Mentorship seems to have a long reach in TechStars. I was informed that some of the previous classes would be coming back later in the afternoon for a head-to-head session with the current class. At first I was told that the session was closed, that there was no way I was going to be allowed to attend. However, being the persuasive beggar that I am, I was later told that I could sit in, with the agreement that I would not write about specifics.

During the wait, there was a meeting with TechStars NYC Managing Director David Tisch. As Tisch’s Skype call was projected onto a screen, he gave what he called a “TechStars 101”, teaching important lessons on the common mistakes that startups make in communication and how to avoid them. I spent the meeting listening in, while gathering nuggets of information from one of the founders present in the current class:

“This is startup life on steroids. I get 6 hours coding because the rest of the time I’m in meetings about product and business. We pick 3 or 4 mentors to work with, who want to work with us.”

Urging him forward a bit, I asked him about the difference in mentality between what he saw in San Francisco and Boulder. “Nobody comes out and says it, but this is the anti-Silicon Valley. We have ties, and we want to keep those ties, but we don’t want to be what the Valley is.”

The meeting with Tisch closes after a Q&A session and the alumni session begins.

The graduates filed in, likely 25 or so in total. Taking seats face to face with the current class, the most notable things were the opening and closing of the session. It started with one of the “old guard” congratulating the current crop on being chosen. From there questions were passed back and forth about perfecting their products, when the first customers were signed up and whether or not sleep would ever have a chance to happen. In total, the 90-minute session was filled with frank talk about investors, investments, multi-million-dollar mistakes and lessons that should be learned early. The current class was challenged to give their pitches, then each of them was picked apart for clarity and content. To close, one of the founders from a 2009 class welcomed the current crop to an “exclusive group”. On the whole, it was something that very few people ever get the opportunity to do but one could easily see how vitally important a session of this nature could be.

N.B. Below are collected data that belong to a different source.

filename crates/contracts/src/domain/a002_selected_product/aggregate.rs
use serde::{Deserialize, Serialize};

use crate::shared::serde_utils::id_as_text;

/// Продукт, выбранный посетителем в каталоге на странице
///
/// The catalogue UI on the host page appends these to `localStorage`; the
/// reservation widget reads them and lets the customer remove entries.
/// Ids are not guaranteed unique by the writers, and some catalogue pages
/// write them as numbers.
#[derive(Debug, Clone, PartialEq, Eq, Serialize, Deserialize)]
pub struct SelectedProduct {
    #[serde(deserialize_with = "id_as_text")]
    pub id: String,
    pub name: String,
}

impl SelectedProduct {
    pub fn new(id: impl Into<String>, name: impl Into<String>) -> Self {
        Self {
            id: id.into(),
            name: name.into(),
        }
    }
}
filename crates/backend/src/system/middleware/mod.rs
pub mod request_logger;
pub mod form;
pub mod success;
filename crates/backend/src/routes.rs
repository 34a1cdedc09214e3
use axum::http::HeaderValue;
use axum::{middleware, routing::get, Router};
use tower_http::cors::{AllowHeaders, AllowMethods, AllowOrigin, Any, CorsLayer};
use tower_http::services::ServeDir;

use crate::handlers;
use crate::shared::config::ServerConfig;
use crate::system::middleware::request_logger::request_logger;

/// Конфигурация всех роутов приложения
pub fn configure_routes(config: &ServerConfig) -> Router {
    Router::new()
        .route("/", get(handlers::service::root))
        .route("/health", get(handlers::service::health))
        // Всё остальное — собранный виджет
        .fallback_service(ServeDir::new(&config.static_dir))
        .layer(middleware::from_fn(request_logger))
        .layer(cors_layer(config))
}

/// CORS for the widget embedded on partner sites
///
/// `*` (or an empty list) allows any origin without credentials; an explicit
/// origin list also allows credentials.
pub fn cors_layer(config: &ServerConfig) -> CorsLayer {
    if config.allows_any_origin() {
        return CorsLayer::new()
            .allow_origin(Any)
            .allow_methods(Any)
            .allow_headers(Any);
    }

    let allowed: Vec<HeaderValue> = config
        .cors_origins
        .iter()
        .filter_map(|origin| match HeaderValue::from_str(origin.trim()) {
            Ok(value) => Some(value),
            Err(_) => {
                tracing::warn!("Ignoring invalid CORS origin '{}'", origin);
                None
            }
        })
        .collect();

    CorsLayer::new()
        .allow_origin(AllowOrigin::list(allowed))
        .allow_methods(AllowMethods::mirror_request())
        .allow_headers(AllowHeaders::mirror_request())
        .allow_credentials(true)
}
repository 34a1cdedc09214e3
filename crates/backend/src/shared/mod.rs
pub mod config;
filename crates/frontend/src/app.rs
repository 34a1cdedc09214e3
use crate::domain::a001_reservation::api::{HttpReservationGateway, ReservationGateway};
use crate::domain::a001_reservation::ui::form::{ReservationForm, ReservationFormViewModel};
use crate::domain::a001_reservation::ui::success::ReservationSuccess;
use crate::domain::a002_selected_product::store::SelectedProductsStore;
use crate::shared::config::WidgetConfig;
use crate::shared::storage::{BrowserStorage, KeyValueStorage};
use crate::shared::styles::WIDGET_STYLES;
use contracts::domain::a002_selected_product::aggregate::SelectedProduct;
use leptos::prelude::*;
use std::cell::Cell;
use std::rc::Rc;

thread_local! {
    /// Form of the currently mounted widget, if any
    static ACTIVE_FORM: Cell<Option<ReservationFormViewModel>> = const { Cell::new(None) };
}

/// Append a product on behalf of the host page and refresh the mounted list
pub fn add_selected_product(
    store: &SelectedProductsStore,
    product: SelectedProduct,
) -> Vec<SelectedProduct> {
    let products = store.add(product);
    if let Some(vm) = ACTIVE_FORM.with(Cell::get) {
        vm.refresh_products();
    }
    products
}

fn set_active_form(vm: Option<ReservationFormViewModel>) {
    ACTIVE_FORM.with(|form| form.set(vm));
}

/// Root of the reservation widget wired to the browser
#[component]
pub fn App(config: WidgetConfig) -> impl IntoView {
    let storage: Rc<dyn KeyValueStorage> = Rc::new(BrowserStorage);
    let gateway: Rc<dyn ReservationGateway> =
        Rc::new(HttpReservationGateway::new(config.api_endpoint.clone()));

    view! { <ReservationWidget config=config storage=storage gateway=gateway /> }
}

/// Reservation widget with injected storage and gateway
#[component]
pub fn ReservationWidget(
    config: WidgetConfig,
    storage: Rc<dyn KeyValueStorage>,
    gateway: Rc<dyn ReservationGateway>,
) -> impl IntoView {
    let store = SelectedProductsStore::new(storage, config.products_storage_key.clone());
    let vm = ReservationFormViewModel::new(store, gateway);
    set_active_form(Some(vm));
    on_cleanup(|| set_active_form(None));

    let phone = config.phone.clone();
    let phone_href = config.phone_href();

    // Memo, чтобы форма не пересоздавалась при каждом вводе
    let reservation_id = Memo::new(move |_| vm.session.with(|s| s.reservation_id().map(str::to_string)));

    view! {
        <style>{WIDGET_STYLES}</style>
        <div class="smartair-reservation-form" id="reservation-form-container">
            {move || match reservation_id.get() {
                Some(id) => view! {
                    <ReservationSuccess
                        reservation_id=id
                        phone=phone.clone()
                        phone_href=phone_href.clone()
                    />
                }
                .into_any(),
                None => view! {
                    <ReservationForm vm=vm phone=phone.clone() phone_href=phone_href.clone() />
                }
                .into_any(),
            }}
        </div>
    }
}

#[cfg(test)]
mod tests {
    use super::*;
    use crate::domain::a001_reservation::error::SubmitError;
    use crate::shared::config::PRODUCTS_STORAGE_KEY;
    use crate::shared::storage::MemoryStorage;
    use contracts::domain::a001_reservation::aggregate::ReservationRequest;
    use contracts::domain::a001_reservation::receipt::ReservationReceipt;
    use futures::future::LocalBoxFuture;

    struct UnusedGateway;

    impl ReservationGateway for UnusedGateway {
        fn submit(
            &self,
            _request: ReservationRequest,
        ) -> LocalBoxFuture<'static, Result<ReservationReceipt, SubmitError>> {
            Box::pin(async { Err(SubmitError::Network("not expected".into())) })
        }
    }

    #[test]
    fn test_host_add_refreshes_mounted_list() {
        let owner = Owner::new();
        owner.set();

        let memory: Rc<dyn KeyValueStorage> = Rc::new(MemoryStorage::with_item(
            PRODUCTS_STORAGE_KEY,
            r#"[{"id":"1","name":"Heat Pump A"}]"#,
        ));
        let store = SelectedProductsStore::new(memory, PRODUCTS_STORAGE_KEY);
        let vm = ReservationFormViewModel::new(store.clone(), Rc::new(UnusedGateway));
        set_active_form(Some(vm));

        let stored = add_selected_product(&store, SelectedProduct::new("2", "Boiler"));

        assert_eq!(stored.len(), 2);
        assert_eq!(vm.products.get_untracked(), stored);
        set_active_form(None);
    }

    #[test]
    fn test_host_add_without_mounted_widget() {
        let store = SelectedProductsStore::new(Rc::new(MemoryStorage::new()), PRODUCTS_STORAGE_KEY);

        let stored = add_selected_product(&store, SelectedProduct::new("9", "Split"));

        assert_eq!(stored, vec![SelectedProduct::new("9", "Split")]);
        assert_eq!(store.get_selected_products(), stored);
    }
}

Flashing back just a bit, Cohen brought up a point in the interview that came to light during the alumni session:

“You want to be a mentor? Just go. Don’t wait. Go help in a coffee shop. We push that mentorship in our startups and that’s what you’ll see from every one of them.”

Whether this mentality holds true in the rest of the TechStars groups, I couldn’t say. What Cohen finds to be important though is the fact that TechStars is exactly where it wants to be.

“We’re in the 4 cities that we want to be in. We’re in the 2nd through 5th largest cities for technology. I don’t know that we won’t have another TechStars in another city, but right now we’re where we need to be.”

Cohen talks of the Startup America network and how TechStars is releasing some of its application work. “It’s the right thing to do. We don’t look at this as giving it away. We record what works and we share that with the network.”

But every time, there is that pervasive feeling that something is important about Boulder and the community that thrives here. Cohen likely sums it up better than I could:

“The secret weapon of Boulder is one of collaboration and sustained mentorship. We strike the chord here that people care about. They care about the community from where they came. They want to be a part of making it better and TechStars is a blueprint of how to do that.”

The current TechStars class in Boulder graduates in early August. I’ll be coming back to Boulder and of course telling you more about them as time moves on. For now, just like The Bunker, that list is marked as confidential and carries a stern warning to not talk about the businesses listed without their permission. Collaboration and mentorship may be key, but there’s something to be said for being locked in a basement with pizza, caffeine and a mission. The fine balance of where all of these factors meet is what pushes TechStars to be the top-ranked accelerator in the United States.